Taking such dramatic licence, the movie could easily be accused of being pure fabrication but it has input from the real Linda Kenney Baden, and so its authenticity is more credibly established. The nuts and bolts of the defence team’s efforts to find a way of getting Spector acquitted are often quietly intense, and are offset against the more sensational reporting of the trial itself (seen through both contemporary footage and scenes set outside the courthouse). And then there’s Spector himself, a vain, arrogant, irrational, and lonely figure (as presented here) who may or may not be the real victim. Mamet’s script allows the man several chances to express his views on the world, and the press, and fame, and his own self-importance, and it’s in these moments that the movie most draws in the viewer, as the apparent depth of Spector’s dissociation from “normal” society is revealed, and the script paints him as too egotistical to fully understand just how his behaviour and demeanour are detrimental to his defence.
It’s a powerhouse performance from Pacino, mesmerising and enthralling, his distinctive vocalising fitting a character who declaims as much as he discusses. Looking out from under a succession of wigs – including the “tribute to Jimi Hendrix” wig he wore on the day he was due to testify – Spector is portrayed as a man with serious psychological issues allied to an unhealthy disregard for those around him; he only takes to Baden because she believes in his innocence. Pacino chews the scenery as much as he ever does, but here it suits the larger than life personality that Spector forged for himself, and the actor applies himself to Mamet’s florid dialogue with undisguised glee. As the quieter, but no less passionate Baden, Mirren puts in an award-winning performance that serves as the perfect balance to Pacino’s more grandiose approach, and in doing so, is so impressive that she steals the limelight from Pacino with ease. Her no-nonsense attitude and glowering disposition speaks volumes throughout, and Baden’s patience with Spector, and her ability to “manage” him, highlights the sound judgment Bruce Cutler made by hiring her in the first place.
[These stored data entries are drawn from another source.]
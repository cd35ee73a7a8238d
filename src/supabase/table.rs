//! Table API of the hosted service: filtered/ordered selects, merge upserts
//! keyed on a conflict target, and filter deletes. Shapes pass through as
//! JSON rows; the callers own any typing.

use anyhow::{anyhow, Context, Result};
use reqwest::header::{HeaderValue, ACCEPT};
use reqwest::Url;

use super::SupabaseClient;

#[derive(Debug, Clone, Copy, PartialEq, Eq)]
pub enum Order {
    Asc,
    Desc,
}

impl Order {
    fn suffix(self) -> &'static str {
        match self {
            Order::Asc => "asc",
            Order::Desc => "desc",
        }
    }
}

/// Builder for a single-table select. Filters are equality-only, which is all
/// the app needs.
pub struct TableQuery<'a> {
    client: &'a SupabaseClient,
    table: String,
    select: Option<String>,
    filters: Vec<(String, String)>,
    order: Option<(String, Order)>,
    bearer: Option<String>,
}

impl SupabaseClient {
    pub fn from_table(&self, table: &str) -> TableQuery<'_> {
        TableQuery {
            client: self,
            table: table.to_string(),
            select: None,
            filters: Vec::new(),
            order: None,
            bearer: None,
        }
    }

    /// Upsert one row with a conflict target; the existing row's fields are
    /// overwritten. Returns the row representation(s) the service echoes back.
    pub async fn upsert(
        &self,
        table: &str,
        on_conflict: &str,
        row: &serde_json::Value,
        bearer: Option<&str>,
    ) -> Result<Vec<serde_json::Value>> {
        let mut url = self.endpoint(&format!("/rest/v1/{table}"))?;
        url.set_query(Some(&format!("on_conflict={on_conflict}")));
        let mut headers = self.service_headers(bearer);
        headers.insert(
            "Prefer",
            HeaderValue::from_static("resolution=merge-duplicates,return=representation"),
        );
        let resp = self.http().post(url).headers(headers).json(row).send().await?;
        let status = resp.status();
        if !status.is_success() {
            let body = resp.text().await.unwrap_or_default();
            return Err(anyhow!("upsert into {table} failed: HTTP {status}: {body}"));
        }
        resp.json::<Vec<serde_json::Value>>()
            .await
            .with_context(|| format!("upsert into {table}: representation was not a JSON array"))
    }

    /// Delete all rows matching the equality filters. Deleting nothing is
    /// still success.
    pub async fn delete_matching(
        &self,
        table: &str,
        filters: &[(&str, &str)],
        bearer: Option<&str>,
    ) -> Result<()> {
        let mut url = self.endpoint(&format!("/rest/v1/{table}"))?;
        let query = filters
            .iter()
            .map(|(c, v)| format!("{c}=eq.{}", urlencoding::encode(v)))
            .collect::<Vec<_>>()
            .join("&");
        url.set_query(Some(&query));
        let mut headers = self.service_headers(bearer);
        headers.insert("Prefer", HeaderValue::from_static("return=minimal"));
        let resp = self.http().delete(url).headers(headers).send().await?;
        let status = resp.status();
        if !status.is_success() {
            let body = resp.text().await.unwrap_or_default();
            return Err(anyhow!("delete from {table} failed: HTTP {status}: {body}"));
        }
        Ok(())
    }
}

impl TableQuery<'_> {
    pub fn select(mut self, cols: &str) -> Self {
        self.select = Some(cols.to_string());
        self
    }

    pub fn eq(mut self, col: &str, value: &str) -> Self {
        self.filters.push((col.to_string(), value.to_string()));
        self
    }

    pub fn order(mut self, col: &str, order: Order) -> Self {
        self.order = Some((col.to_string(), order));
        self
    }

    /// Run the query as a signed-in subject instead of anonymously.
    pub fn bearer(mut self, token: &str) -> Self {
        self.bearer = Some(token.to_string());
        self
    }

    fn build_url(&self) -> Result<Url> {
        let mut url = self.client.endpoint(&format!("/rest/v1/{}", self.table))?;
        let mut parts: Vec<String> = Vec::new();
        if let Some(s) = &self.select {
            parts.push(format!("select={}", urlencoding::encode(s)));
        }
        for (c, v) in &self.filters {
            parts.push(format!("{c}=eq.{}", urlencoding::encode(v)));
        }
        if let Some((c, o)) = &self.order {
            parts.push(format!("order={c}.{}", o.suffix()));
        }
        if parts.is_empty() {
            url.set_query(None);
        } else {
            url.set_query(Some(&parts.join("&")));
        }
        Ok(url)
    }

    /// Fetch all matching rows as a JSON array.
    pub async fn fetch_rows(self) -> Result<Vec<serde_json::Value>> {
        let url = self.build_url()?;
        let resp = self
            .client
            .http()
            .get(url)
            .headers(self.client.service_headers(self.bearer.as_deref()))
            .send()
            .await?;
        let status = resp.status();
        if !status.is_success() {
            let body = resp.text().await.unwrap_or_default();
            return Err(anyhow!("select from {} failed: HTTP {status}: {body}", self.table));
        }
        resp.json::<Vec<serde_json::Value>>()
            .await
            .with_context(|| format!("select from {}: body was not a JSON array", self.table))
    }

    /// Fetch at most one row. Absence is `None`, not an error: the service
    /// reports zero-or-many as 406 under the single-object representation.
    pub async fn fetch_single(self) -> Result<Option<serde_json::Value>> {
        let url = self.build_url()?;
        let mut headers = self.client.service_headers(self.bearer.as_deref());
        headers.insert(ACCEPT, HeaderValue::from_static("application/vnd.pgrst.object+json"));
        let resp = self.client.http().get(url).headers(headers).send().await?;
        let status = resp.status();
        if status.is_success() {
            let row = resp
                .json::<serde_json::Value>()
                .await
                .with_context(|| format!("select from {}: body was not JSON", self.table))?;
            return Ok(Some(row));
        }
        if status.as_u16() == 406 || status.as_u16() == 404 {
            return Ok(None);
        }
        let body = resp.text().await.unwrap_or_default();
        Err(anyhow!("select from {} failed: HTTP {status}: {body}", self.table))
    }
}
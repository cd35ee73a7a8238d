//! Unified application error model and mapping helpers.
//! This module provides a common error enum used by the HTTP surface, the
//! hosted-service client wrappers and the session lifecycle, along with the
//! mapping to HTTP statuses and response bodies.

use serde::{Deserialize, Serialize};
use std::fmt::{Display, Formatter};

#[derive(Debug, Clone, Serialize, Deserialize)]
#[serde(tag = "type", rename_all = "snake_case")]
pub enum AppError {
    Validation { code: String, message: String },
    Auth { code: String, message: String },
    Forbidden { code: String, message: String },
    Upstream { code: String, message: String },
    Internal { code: String, message: String },
}

impl AppError {
    pub fn code_str(&self) -> &str {
        match self {
            AppError::Validation { code, .. }
            | AppError::Auth { code, .. }
            | AppError::Forbidden { code, .. }
            | AppError::Upstream { code, .. }
            | AppError::Internal { code, .. } => code.as_str(),
        }
    }

    pub fn message(&self) -> &str {
        match self {
            AppError::Validation { message, .. }
            | AppError::Auth { message, .. }
            | AppError::Forbidden { message, .. }
            | AppError::Upstream { message, .. }
            | AppError::Internal { message, .. } => message.as_str(),
        }
    }

    pub fn validation<S: Into<String>>(code: S, msg: S) -> Self { AppError::Validation { code: code.into(), message: msg.into() } }
    pub fn auth<S: Into<String>>(code: S, msg: S) -> Self { AppError::Auth { code: code.into(), message: msg.into() } }
    pub fn forbidden<S: Into<String>>(code: S, msg: S) -> Self { AppError::Forbidden { code: code.into(), message: msg.into() } }
    pub fn upstream<S: Into<String>>(code: S, msg: S) -> Self { AppError::Upstream { code: code.into(), message: msg.into() } }
    pub fn internal<S: Into<String>>(code: S, msg: S) -> Self { AppError::Internal { code: code.into(), message: msg.into() } }

    /// Map to HTTP status code.
    pub fn http_status(&self) -> u16 {
        match self {
            AppError::Validation { .. } => 400,
            AppError::Auth { .. } => 401,
            AppError::Forbidden { .. } => 403,
            AppError::Upstream { .. } => 500,
            AppError::Internal { .. } => 500,
        }
    }

    /// JSON body for the HTTP surface. Upstream failures keep the generic
    /// message and attach the upstream detail for diagnostics; validation
    /// errors carry their message verbatim.
    pub fn http_body(&self) -> serde_json::Value {
        match self {
            AppError::Validation { message, .. } => serde_json::json!({ "message": message }),
            AppError::Auth { message, .. } => serde_json::json!({ "success": false, "message": message }),
            AppError::Forbidden { message, .. } => serde_json::json!({ "success": false, "message": message }),
            AppError::Upstream { message, .. } => {
                serde_json::json!({ "message": "Internal server error", "details": message })
            }
            AppError::Internal { .. } => serde_json::json!({ "message": "Internal server error" }),
        }
    }
}

impl Display for AppError {
    fn fmt(&self, f: &mut Formatter<'_>) -> std::fmt::Result {
        write!(f, "{}: {}", self.code_str(), self.message())
    }
}

impl std::error::Error for AppError {}

pub type AppResult<T> = Result<T, AppError>;

impl From<anyhow::Error> for AppError {
    fn from(err: anyhow::Error) -> Self {
        // Default mapping: any unexpected failure from the hosted service
        AppError::Upstream { code: "upstream_error".into(), message: err.to_string() }
    }
}

impl axum::response::IntoResponse for AppError {
    fn into_response(self) -> axum::response::Response {
        let status = axum::http::StatusCode::from_u16(self.http_status())
            .unwrap_or(axum::http::StatusCode::INTERNAL_SERVER_ERROR);
        (status, axum::Json(self.http_body())).into_response()
    }
}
When the two are together on screen it’s nothing short of hypnotic to watch.
The supporting cast flesh out their roles with aplomb, and the recreation of events surrounding the trial is skilfully done – though the lighting is gloomy throughout the whole movie, as if the subject matter is ultimately too depressing to deal with. Mamet directs his script in a deliberate, TV-movie-of-the-week style that actually seems appropriate to the material, and he cleverly manages to blur the distinctions between what actually happened the night Clarkson died, and what may have happened. It’s a neat trick, and it makes the movie a more intriguing watch than you might expect.
Rating: 8/10 – an absorbing and unexpectedly gripping account of the downfall of a music industry legend, Phil Spector is sharp, intelligent, and features two hugely impressive performances from its lead actors; at its heart, a powerful insight into how one man’s insularity and overwhelming self-belief can lead to their eventual downfall.